What you will do:
Write out exactly the lines of the entries below, from the first through the line containing "must be literal.", and nothing beyond them.

(Extracted records)
☆ ☆ ☆ ☆ ☆

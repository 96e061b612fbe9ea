//! Subject validation and wildcard matching
//!
//! Subjects are dot-separated tokens (`orders.eu.created`). Subscriptions
//! may use `*` to match exactly one token and a trailing `>` to match one or
//! more remaining tokens. Published subjects must be literal.

use crate::broker::error::{BrokerError, BrokerResult};

pub const SINGLE_WILDCARD: &str = "*";
pub const TAIL_WILDCARD: &str = ">";

fn invalid(subject: &str, reason: &str) -> BrokerError {
    BrokerError::InvalidSubject {
        subject: subject.to_string(),
        reason: reason.to_string(),
    }
}

/// Validate a subject for publishing (`allow_wildcards = false`) or for
/// subscribing (`allow_wildcards = true`)
pub fn validate_subject(subject: &str, allow_wildcards: bool) -> BrokerResult<()> {
    if subject.is_empty() {
        return Err(invalid(subject, "subject must not be empty"));
    }
    if subject.chars().any(char::is_whitespace) {
        return Err(invalid(subject, "subject must not contain whitespace"));
    }

    let tokens: Vec<&str> = subject.split('.').collect();
    for (index, token) in tokens.iter().enumerate() {
        if token.is_empty() {
            return Err(invalid(subject, "subject must not contain empty tokens"));
        }

        let is_wildcard = *token == SINGLE_WILDCARD || *token == TAIL_WILDCARD;
        if !is_wildcard && (token.contains('*') || token.contains('>')) {
            return Err(invalid(subject, "wildcards must occupy a whole token"));
        }
        if is_wildcard && !allow_wildcards {
            return Err(invalid(subject, "wildcards are not allowed when publishing"));
        }
        if *token == TAIL_WILDCARD && index + 1 != tokens.len() {
            return Err(invalid(subject, "'>' must be the last token"));
        }
    }

    Ok(())
}

/// Whether a literal `subject` is matched by a subscription `filter`
pub fn subject_matches(filter: &str, subject: &str) -> bool {
    let mut filter_tokens = filter.split('.');
    let mut subject_tokens = subject.split('.');

    loop {
        match (filter_tokens.next(), subject_tokens.next()) {
            (Some(TAIL_WILDCARD), Some(_)) => return true,
            (Some(SINGLE_WILDCARD), Some(_)) => continue,
            (Some(expected), Some(actual)) if expected == actual => continue,
            (None, None) => return true,
            _ => return false,
        }
    }
}
//! Configuration file tests

use super::run_subpool;
use std::io::Write;
use tempfile::NamedTempFile;

fn config_file(contents: &str) -> NamedTempFile {
    let mut file = NamedTempFile::new().expect("Should create temp config file");
    write!(file, "{}", contents).expect("Should write temp config file");
    file
}

#[test]
fn test_config_file_values_are_used() {
    let file = config_file(
        r#"
        url = "memory://from-config"
        subject = "config.jobs"
        pool-size = 2
        queue-capacity = 3
        log-level = "off"
        "#,
    );
    let path = file.path().to_string_lossy().to_string();

    let output = run_subpool(&["--config-file", &path, "--drain", "--messages", "7"]);

    assert!(
        output.status.success(),
        "stderr: {}",
        String::from_utf8_lossy(&output.stderr)
    );
    assert!(String::from_utf8_lossy(&output.stdout).contains("published 7 messages, handled 7"));
}

#[test]
fn test_cli_overrides_config_file() {
    let file = config_file("url = \"nats://not-supported\"\nlog-level = \"off\"\n");
    let path = file.path().to_string_lossy().to_string();

    let output = run_subpool(&[
        "--config-file",
        &path,
        "--url",
        "memory://override",
        "--drain",
        "--messages",
        "1",
    ]);

    assert!(output.status.success());
}

#[test]
fn test_unknown_config_key_fails() {
    let file = config_file("workers = 4\n");
    let path = file.path().to_string_lossy().to_string();

    let output = run_subpool(&["--config-file", &path, "--drain"]);

    assert_eq!(output.status.code(), Some(1));
    assert!(String::from_utf8_lossy(&output.stderr).contains("Error parsing configuration file"));
}

#[test]
fn test_missing_config_file_fails() {
    let dir = tempfile::tempdir().unwrap();
    let missing = dir.path().join("absent.toml");

    let output = run_subpool(&[
        "--config-file",
        &missing.to_string_lossy(),
        "--drain",
    ]);

    assert_eq!(output.status.code(), Some(1));
    assert!(String::from_utf8_lossy(&output.stderr).contains("does not exist"));
}
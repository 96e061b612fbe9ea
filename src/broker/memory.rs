//! In-process broker
//!
//! A broker living inside the current process, addressed as
//! `memory://<name>`. It routes published messages to every subscription
//! whose filter matches the subject and pushes them into the subscription
//! queue, waiting while that queue is full.
//!
//! # Example
//!
//! ```rust
//! use std::sync::Arc;
//! use subpool::broker::{
//!     BrokerConnection, ConnectOptions, Connector, InProcessBroker, Subscription,
//! };
//! use subpool::queue::SubscriptionQueue;
//!
//! # async fn example() -> Result<(), Box<dyn std::error::Error>> {
//! let broker = InProcessBroker::new("local");
//! let connection = broker.connect(broker.url(), &ConnectOptions::new()).await?;
//!
//! let queue = Arc::new(SubscriptionQueue::new(8));
//! let mut subscription = connection.subscribe("orders.>", Arc::clone(&queue)).await?;
//!
//! connection.publish("orders.eu.created", b"42".to_vec()).await?;
//! assert_eq!(queue.len(), 1);
//!
//! subscription.unsubscribe().await?;
//! connection.close().await;
//! # Ok(())
//! # }
//! ```

use crate::broker::error::{BrokerError, BrokerResult};
use crate::broker::events::{
    CloseCallback, ConnectionStatus, DisconnectCallback, ErrorCallback, TransportCallbacks,
};
use crate::broker::subject::{subject_matches, validate_subject};
use crate::broker::traits::{BrokerConnection, ConnectOptions, Connector, Subscription};
use crate::core::sync::{handle_rwlock_read, handle_rwlock_write};
use crate::queue::{BrokerMessage, SubscriptionQueue};
use async_trait::async_trait;
use std::collections::HashMap;
use std::sync::atomic::{AtomicBool, AtomicU64, Ordering};
use std::sync::{Arc, RwLock};

pub const MEMORY_SCHEME: &str = "memory://";

/// One subscription's routing entry
struct Route {
    filter: String,
    queue: Arc<SubscriptionQueue>,
    connection: Arc<ConnectionShared>,
}

/// Connection state shared between the broker and the connection handle
struct ConnectionShared {
    id: u64,
    label: String,
    status: RwLock<ConnectionStatus>,
    callbacks: RwLock<TransportCallbacks>,
}

impl ConnectionShared {
    fn status(&self) -> ConnectionStatus {
        self.status
            .read()
            .map(|status| *status)
            .unwrap_or(ConnectionStatus::Closed)
    }

    fn set_status(&self, status: ConnectionStatus) {
        if let Ok(mut current) = self.status.write() {
            *current = status;
        }
    }

    fn callbacks(&self) -> TransportCallbacks {
        self.callbacks
            .read()
            .map(|callbacks| callbacks.clone())
            .unwrap_or_default()
    }

    fn update_callbacks(&self, update: impl FnOnce(&mut TransportCallbacks)) {
        if let Ok(mut callbacks) = self.callbacks.write() {
            update(&mut callbacks);
        }
    }
}

struct BrokerState {
    routes: RwLock<HashMap<u64, Route>>,
    connections: RwLock<HashMap<u64, Arc<ConnectionShared>>>,
    next_id: AtomicU64,
    online: AtomicBool,
}

impl BrokerState {
    fn next_id(&self) -> u64 {
        self.next_id.fetch_add(1, Ordering::SeqCst)
    }

    fn poisoned(message: String) -> BrokerError {
        BrokerError::Poisoned { message }
    }

    /// Remove a connection and every route it owns; returns whether it was registered
    fn detach_connection(&self, connection_id: u64) -> bool {
        if let Ok(mut routes) = self.routes.write() {
            routes.retain(|_, route| route.connection.id != connection_id);
        }
        self.connections
            .write()
            .map(|mut connections| connections.remove(&connection_id).is_some())
            .unwrap_or(false)
    }
}

/// Broker that routes messages between connections in the same process
///
/// Cloning yields another handle to the same broker.
#[derive(Clone)]
pub struct InProcessBroker {
    url: String,
    state: Arc<BrokerState>,
}

impl InProcessBroker {
    /// Create a broker reachable at `memory://<name>`
    pub fn new(name: &str) -> Self {
        Self {
            url: format!("{}{}", MEMORY_SCHEME, name),
            state: Arc::new(BrokerState {
                routes: RwLock::new(HashMap::new()),
                connections: RwLock::new(HashMap::new()),
                next_id: AtomicU64::new(1),
                online: AtomicBool::new(true),
            }),
        }
    }

    pub fn url(&self) -> &str {
        &self.url
    }

    pub fn is_online(&self) -> bool {
        self.state.online.load(Ordering::Acquire)
    }

    /// Number of open connections
    pub fn connection_count(&self) -> usize {
        self.state
            .connections
            .read()
            .map(|connections| connections.len())
            .unwrap_or(0)
    }

    /// Number of active subscriptions across all connections
    pub fn subscription_count(&self) -> usize {
        self.state
            .routes
            .read()
            .map(|routes| routes.len())
            .unwrap_or(0)
    }

    /// Take the broker offline
    ///
    /// Every open connection is dropped: its subscriptions stop receiving,
    /// its disconnect callback fires with an error and then its close
    /// callback fires. Further connection attempts fail.
    pub fn shutdown(&self) {
        self.state.online.store(false, Ordering::Release);

        let connections: Vec<Arc<ConnectionShared>> = self
            .state
            .connections
            .read()
            .map(|connections| connections.values().cloned().collect())
            .unwrap_or_default();

        let reason = BrokerError::Connection {
            url: self.url.clone(),
            reason: "broker shut down".to_string(),
        };

        for connection in connections {
            self.state.detach_connection(connection.id);
            connection.set_status(ConnectionStatus::Closed);

            let callbacks = connection.callbacks();
            (callbacks.on_disconnect)(Some(&reason));
            (callbacks.on_close)(ConnectionStatus::Closed);
        }

        log::debug!("in-process broker {} shut down", self.url);
    }
}

#[async_trait]
impl Connector for InProcessBroker {
    async fn connect(
        &self,
        url: &str,
        options: &ConnectOptions,
    ) -> BrokerResult<Box<dyn BrokerConnection>> {
        if url != self.url {
            return Err(BrokerError::Connection {
                url: url.to_string(),
                reason: format!("no in-process broker listening at {}", url),
            });
        }
        if !self.is_online() {
            return Err(BrokerError::Connection {
                url: url.to_string(),
                reason: "broker is shut down".to_string(),
            });
        }

        let id = self.state.next_id();
        let label = options
            .name
            .clone()
            .unwrap_or_else(|| format!("connection-{}", id));

        let shared = Arc::new(ConnectionShared {
            id,
            label,
            status: RwLock::new(ConnectionStatus::Connected),
            callbacks: RwLock::new(TransportCallbacks::default()),
        });

        handle_rwlock_write(self.state.connections.write(), BrokerState::poisoned)?
            .insert(id, Arc::clone(&shared));

        log::debug!("{} connected to {}", shared.label, self.url);

        Ok(Box::new(InProcessConnection {
            shared,
            broker: Arc::clone(&self.state),
        }))
    }
}

/// Connection handle returned by [`InProcessBroker`]
pub struct InProcessConnection {
    shared: Arc<ConnectionShared>,
    broker: Arc<BrokerState>,
}

impl InProcessConnection {
    fn ensure_connected(&self) -> BrokerResult<()> {
        match self.shared.status() {
            ConnectionStatus::Connected => Ok(()),
            _ => Err(BrokerError::ConnectionClosed),
        }
    }
}

#[async_trait]
impl BrokerConnection for InProcessConnection {
    async fn publish_message(&self, message: BrokerMessage) -> BrokerResult<()> {
        self.ensure_connected()?;
        validate_subject(&message.subject, false)?;

        // Snapshot the matching routes so no lock is held while waiting on a full queue
        let targets: Vec<(String, Arc<SubscriptionQueue>, Arc<ConnectionShared>)> = {
            let routes = handle_rwlock_read(self.broker.routes.read(), BrokerState::poisoned)?;
            routes
                .values()
                .filter(|route| subject_matches(&route.filter, &message.subject))
                .map(|route| {
                    (
                        route.filter.clone(),
                        Arc::clone(&route.queue),
                        Arc::clone(&route.connection),
                    )
                })
                .collect()
        };

        for (filter, queue, subscriber) in targets {
            if let Err(source) = queue.push(message.clone()).await {
                // Delivery failures belong to the subscriber, not the publisher
                let error = BrokerError::Delivery {
                    subject: message.subject.clone(),
                    source,
                };
                (subscriber.callbacks().on_error)(Some(&filter), &error);
            }
        }

        Ok(())
    }

    async fn subscribe(
        &self,
        subject: &str,
        queue: Arc<SubscriptionQueue>,
    ) -> BrokerResult<Box<dyn Subscription>> {
        self.ensure_connected()?;
        validate_subject(subject, true)?;

        let id = self.broker.next_id();
        handle_rwlock_write(self.broker.routes.write(), BrokerState::poisoned)?.insert(
            id,
            Route {
                filter: subject.to_string(),
                queue,
                connection: Arc::clone(&self.shared),
            },
        );

        log::debug!("{} subscribed to '{}'", self.shared.label, subject);

        Ok(Box::new(InProcessSubscription {
            id,
            subject: subject.to_string(),
            broker: Arc::clone(&self.broker),
            active: true,
        }))
    }

    async fn close(&self) {
        if self.shared.status() == ConnectionStatus::Closed {
            return;
        }

        self.broker.detach_connection(self.shared.id);
        self.shared.set_status(ConnectionStatus::Closed);

        let callbacks = self.shared.callbacks();
        (callbacks.on_disconnect)(None);
        (callbacks.on_close)(ConnectionStatus::Closed);
    }

    fn status(&self) -> ConnectionStatus {
        self.shared.status()
    }

    fn set_error_handler(&self, callback: ErrorCallback) {
        self.shared
            .update_callbacks(|callbacks| callbacks.on_error = callback);
    }

    fn set_disconnect_handler(&self, callback: DisconnectCallback) {
        self.shared
            .update_callbacks(|callbacks| callbacks.on_disconnect = callback);
    }

    fn set_close_handler(&self, callback: CloseCallback) {
        self.shared
            .update_callbacks(|callbacks| callbacks.on_close = callback);
    }
}

impl Drop for InProcessConnection {
    fn drop(&mut self) {
        // Dropping without close releases routes silently
        if self.broker.detach_connection(self.shared.id) {
            self.shared.set_status(ConnectionStatus::Closed);
        }
    }
}

/// Subscription handle returned by [`InProcessConnection::subscribe`]
pub struct InProcessSubscription {
    id: u64,
    subject: String,
    broker: Arc<BrokerState>,
    active: bool,
}

#[async_trait]
impl Subscription for InProcessSubscription {
    fn subject(&self) -> &str {
        &self.subject
    }

    async fn unsubscribe(&mut self) -> BrokerResult<()> {
        if !self.active {
            return Err(BrokerError::SubscriptionClosed {
                subject: self.subject.clone(),
            });
        }
        self.active = false;

        let removed =
            handle_rwlock_write(self.broker.routes.write(), BrokerState::poisoned)?.remove(&self.id);

        match removed {
            Some(_) => Ok(()),
            // The owning connection was closed underneath us
            None => Err(BrokerError::ConnectionClosed),
        }
    }
}
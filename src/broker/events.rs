//! Transport event callbacks
//!
//! Connections report asynchronous transport events through three
//! callbacks. They are informational only; nothing in the pool's control
//! flow depends on them.

use crate::broker::error::BrokerError;
use std::sync::Arc;

/// Lifecycle status of a broker connection
#[derive(Debug, Clone, Copy, PartialEq, Eq, strum_macros::Display)]
#[strum(serialize_all = "lowercase")]
pub enum ConnectionStatus {
    Connected,
    Disconnected,
    Closed,
}

/// Called with the affected subscription subject (if any) and the error
pub type ErrorCallback = Arc<dyn Fn(Option<&str>, &BrokerError) + Send + Sync>;

/// Called when the connection drops; the error is `None` for a clean close
pub type DisconnectCallback = Arc<dyn Fn(Option<&BrokerError>) + Send + Sync>;

/// Called once when the connection is closed for good
pub type CloseCallback = Arc<dyn Fn(ConnectionStatus) + Send + Sync>;

pub fn default_error_callback() -> ErrorCallback {
    Arc::new(|subject: Option<&str>, error: &BrokerError| match subject {
        Some(subject) => log::error!("broker error on '{}': {}", subject, error),
        None => log::error!("broker error: {}", error),
    })
}

pub fn default_disconnect_callback() -> DisconnectCallback {
    Arc::new(|error: Option<&BrokerError>| {
        if let Some(error) = error {
            log::warn!("broker disconnect error: {}", error);
        }
    })
}

pub fn default_close_callback() -> CloseCallback {
    Arc::new(|status| log::info!("broker connection closed. Status: {}", status))
}

/// The three callbacks registered on one connection
#[derive(Clone)]
pub struct TransportCallbacks {
    pub on_error: ErrorCallback,
    pub on_disconnect: DisconnectCallback,
    pub on_close: CloseCallback,
}

impl Default for TransportCallbacks {
    fn default() -> Self {
        Self {
            on_error: default_error_callback(),
            on_disconnect: default_disconnect_callback(),
            on_close: default_close_callback(),
        }
    }
}

impl std::fmt::Debug for TransportCallbacks {
    fn fmt(&self, f: &mut std::fmt::Formatter<'_>) -> std::fmt::Result {
        f.debug_struct("TransportCallbacks").finish_non_exhaustive()
    }
}
//! Lifecycle state machine for the worker pool
//!
//! The pool moves `idle → running → stopped` or `idle → stopped`; there is
//! no restart. `stopping` is a transient state held while shutdown is in
//! progress so a concurrent second `stop` is rejected instead of racing the
//! first one.

use crate::pool::error::{PoolError, PoolResult};
use std::sync::atomic::{AtomicU8, Ordering};

/// Observable state of a worker pool
#[derive(
    Debug, Clone, Copy, PartialEq, Eq, Hash, strum_macros::Display, strum_macros::EnumString,
)]
#[strum(serialize_all = "lowercase")]
#[repr(u8)]
pub enum LifecycleState {
    Idle = 0,
    Running = 1,
    /// Transient: shutdown has begun and will end in `Stopped`
    Stopping = 2,
    Stopped = 3,
}

impl LifecycleState {
    fn from_u8(value: u8) -> Self {
        match value {
            0 => LifecycleState::Idle,
            1 => LifecycleState::Running,
            2 => LifecycleState::Stopping,
            _ => LifecycleState::Stopped,
        }
    }

    /// Whether the pool has begun or finished its one-way shutdown
    pub fn is_retired(self) -> bool {
        matches!(self, LifecycleState::Stopping | LifecycleState::Stopped)
    }
}

/// Single atomic state with compare-and-swap transitions
#[derive(Debug)]
pub struct LifecycleGuard {
    state: AtomicU8,
}

impl Default for LifecycleGuard {
    fn default() -> Self {
        Self::new()
    }
}

impl LifecycleGuard {
    pub fn new() -> Self {
        Self {
            state: AtomicU8::new(LifecycleState::Idle as u8),
        }
    }

    pub fn state(&self) -> LifecycleState {
        LifecycleState::from_u8(self.state.load(Ordering::Acquire))
    }

    /// Transition `idle → running`
    ///
    /// Any other current state yields [`PoolError::AlreadyRunning`] and
    /// leaves the state untouched.
    pub fn try_start(&self) -> PoolResult<()> {
        self.state
            .compare_exchange(
                LifecycleState::Idle as u8,
                LifecycleState::Running as u8,
                Ordering::AcqRel,
                Ordering::Acquire,
            )
            .map(|_| ())
            .map_err(|_| PoolError::AlreadyRunning)
    }

    /// Transition `idle | running → stopping`, returning the state left
    ///
    /// A pool already stopping or stopped yields [`PoolError::AlreadyStopped`].
    pub fn begin_stop(&self) -> PoolResult<LifecycleState> {
        let mut current = self.state.load(Ordering::Acquire);
        loop {
            if LifecycleState::from_u8(current).is_retired() {
                return Err(PoolError::AlreadyStopped);
            }

            match self.state.compare_exchange_weak(
                current,
                LifecycleState::Stopping as u8,
                Ordering::AcqRel,
                Ordering::Acquire,
            ) {
                Ok(previous) => return Ok(LifecycleState::from_u8(previous)),
                Err(observed) => current = observed,
            }
        }
    }

    /// Complete shutdown: `stopping → stopped`
    pub fn finish_stop(&self) {
        self.state
            .store(LifecycleState::Stopped as u8, Ordering::Release);
    }
}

☆ ☆ ☆ ☆ ☆

Result below:
repository 96e061b612fbe9ea
//! Subject validation and wildcard matching
//!
//! Subjects are dot-separated tokens (`orders.eu.created`). Subscriptions
//! may use `*` to match exactly one token and a trailing `>` to match one or
//! more remaining tokens. Published subjects must be literal.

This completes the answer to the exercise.